§ **The problem**
After finding the line with "use std::path::PathBuf;" in the entries below, retype exactly each line from there through the line with "and inspect HTTP", including that final line.

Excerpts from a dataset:
=-=-=-=-=

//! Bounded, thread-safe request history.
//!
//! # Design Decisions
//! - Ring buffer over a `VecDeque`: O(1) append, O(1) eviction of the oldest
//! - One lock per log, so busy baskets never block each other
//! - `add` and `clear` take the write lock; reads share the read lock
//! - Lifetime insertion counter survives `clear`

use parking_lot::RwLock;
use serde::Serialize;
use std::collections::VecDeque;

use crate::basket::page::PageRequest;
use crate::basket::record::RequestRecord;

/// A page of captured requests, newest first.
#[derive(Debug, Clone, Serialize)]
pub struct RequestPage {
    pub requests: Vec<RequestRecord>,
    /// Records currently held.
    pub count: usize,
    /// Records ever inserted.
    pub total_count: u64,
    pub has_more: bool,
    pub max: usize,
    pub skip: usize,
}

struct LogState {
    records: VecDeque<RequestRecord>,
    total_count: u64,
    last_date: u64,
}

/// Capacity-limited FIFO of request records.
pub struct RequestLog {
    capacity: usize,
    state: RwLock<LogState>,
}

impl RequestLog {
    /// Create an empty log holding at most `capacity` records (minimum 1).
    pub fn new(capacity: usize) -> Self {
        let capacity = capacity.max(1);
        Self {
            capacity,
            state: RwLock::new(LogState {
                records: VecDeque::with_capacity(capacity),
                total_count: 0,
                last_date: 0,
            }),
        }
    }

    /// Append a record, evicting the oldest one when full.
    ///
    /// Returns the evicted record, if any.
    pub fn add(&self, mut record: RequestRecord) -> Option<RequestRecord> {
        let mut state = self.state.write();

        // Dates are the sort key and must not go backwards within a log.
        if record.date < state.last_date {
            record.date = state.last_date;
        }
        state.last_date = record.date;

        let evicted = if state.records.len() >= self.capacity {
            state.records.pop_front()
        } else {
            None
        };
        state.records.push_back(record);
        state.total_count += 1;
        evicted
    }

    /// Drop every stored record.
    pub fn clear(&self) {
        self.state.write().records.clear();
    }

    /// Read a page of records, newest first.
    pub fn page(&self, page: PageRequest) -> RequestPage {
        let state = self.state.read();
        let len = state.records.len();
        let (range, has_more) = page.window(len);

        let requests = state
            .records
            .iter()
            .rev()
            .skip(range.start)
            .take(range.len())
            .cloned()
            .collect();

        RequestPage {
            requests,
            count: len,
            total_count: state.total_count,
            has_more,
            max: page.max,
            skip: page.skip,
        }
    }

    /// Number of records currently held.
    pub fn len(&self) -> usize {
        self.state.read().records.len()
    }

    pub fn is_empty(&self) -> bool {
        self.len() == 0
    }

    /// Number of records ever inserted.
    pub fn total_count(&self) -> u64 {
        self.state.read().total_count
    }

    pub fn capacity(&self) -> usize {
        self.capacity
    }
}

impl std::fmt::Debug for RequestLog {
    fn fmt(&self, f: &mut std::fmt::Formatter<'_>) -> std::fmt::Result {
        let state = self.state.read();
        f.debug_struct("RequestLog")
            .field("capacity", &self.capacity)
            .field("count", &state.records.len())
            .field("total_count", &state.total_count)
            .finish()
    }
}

=-=-=-=-=

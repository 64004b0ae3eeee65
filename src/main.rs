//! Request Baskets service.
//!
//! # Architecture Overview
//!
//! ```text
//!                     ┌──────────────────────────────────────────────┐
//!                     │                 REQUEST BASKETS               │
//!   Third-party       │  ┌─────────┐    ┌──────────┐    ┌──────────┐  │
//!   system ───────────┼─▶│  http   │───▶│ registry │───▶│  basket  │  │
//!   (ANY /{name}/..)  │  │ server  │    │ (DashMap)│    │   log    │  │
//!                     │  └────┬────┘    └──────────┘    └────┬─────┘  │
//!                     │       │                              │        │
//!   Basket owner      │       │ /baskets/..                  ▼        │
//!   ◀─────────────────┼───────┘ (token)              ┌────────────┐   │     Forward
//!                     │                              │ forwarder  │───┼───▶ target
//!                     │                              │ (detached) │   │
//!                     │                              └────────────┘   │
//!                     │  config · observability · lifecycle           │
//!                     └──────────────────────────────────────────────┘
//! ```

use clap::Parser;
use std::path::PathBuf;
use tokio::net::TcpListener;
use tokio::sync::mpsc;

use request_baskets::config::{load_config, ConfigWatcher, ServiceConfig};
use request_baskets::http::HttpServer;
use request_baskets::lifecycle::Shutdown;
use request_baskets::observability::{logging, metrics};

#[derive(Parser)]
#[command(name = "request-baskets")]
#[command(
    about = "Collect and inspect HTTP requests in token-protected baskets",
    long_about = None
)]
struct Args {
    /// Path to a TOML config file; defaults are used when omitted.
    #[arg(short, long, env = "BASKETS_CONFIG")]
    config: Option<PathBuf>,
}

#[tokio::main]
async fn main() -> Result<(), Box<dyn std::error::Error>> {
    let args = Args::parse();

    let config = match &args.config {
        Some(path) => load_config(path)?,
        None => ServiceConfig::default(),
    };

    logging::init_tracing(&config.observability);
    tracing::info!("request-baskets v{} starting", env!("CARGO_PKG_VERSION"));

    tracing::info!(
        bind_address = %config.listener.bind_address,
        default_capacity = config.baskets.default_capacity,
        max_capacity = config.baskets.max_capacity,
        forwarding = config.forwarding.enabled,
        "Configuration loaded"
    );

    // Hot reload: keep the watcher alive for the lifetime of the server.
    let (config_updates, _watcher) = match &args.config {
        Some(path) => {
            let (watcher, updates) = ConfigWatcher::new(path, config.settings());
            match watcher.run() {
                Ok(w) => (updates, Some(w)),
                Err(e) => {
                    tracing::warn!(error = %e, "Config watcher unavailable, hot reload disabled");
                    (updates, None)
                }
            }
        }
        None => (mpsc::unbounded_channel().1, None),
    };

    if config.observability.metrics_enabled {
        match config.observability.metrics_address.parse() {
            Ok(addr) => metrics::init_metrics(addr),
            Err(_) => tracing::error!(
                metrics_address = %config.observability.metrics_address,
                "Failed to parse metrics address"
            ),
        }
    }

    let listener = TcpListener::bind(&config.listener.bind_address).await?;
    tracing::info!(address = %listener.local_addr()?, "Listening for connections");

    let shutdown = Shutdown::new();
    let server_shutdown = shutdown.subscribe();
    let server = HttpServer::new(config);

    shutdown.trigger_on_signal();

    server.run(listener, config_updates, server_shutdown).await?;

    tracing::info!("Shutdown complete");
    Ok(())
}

=-=-=-=-=

§ **Written solution**
use std::path::PathBuf;
use tokio::net::TcpListener;
use tokio::sync::mpsc;

use request_baskets::config::{load_config, ConfigWatcher, ServiceConfig};
use request_baskets::http::HttpServer;
use request_baskets::lifecycle::Shutdown;
use request_baskets::observability::{logging, metrics};

#[derive(Parser)]
#[command(name = "request-baskets")]
#[command(
    about = "Collect and inspect HTTP requests in token-protected baskets",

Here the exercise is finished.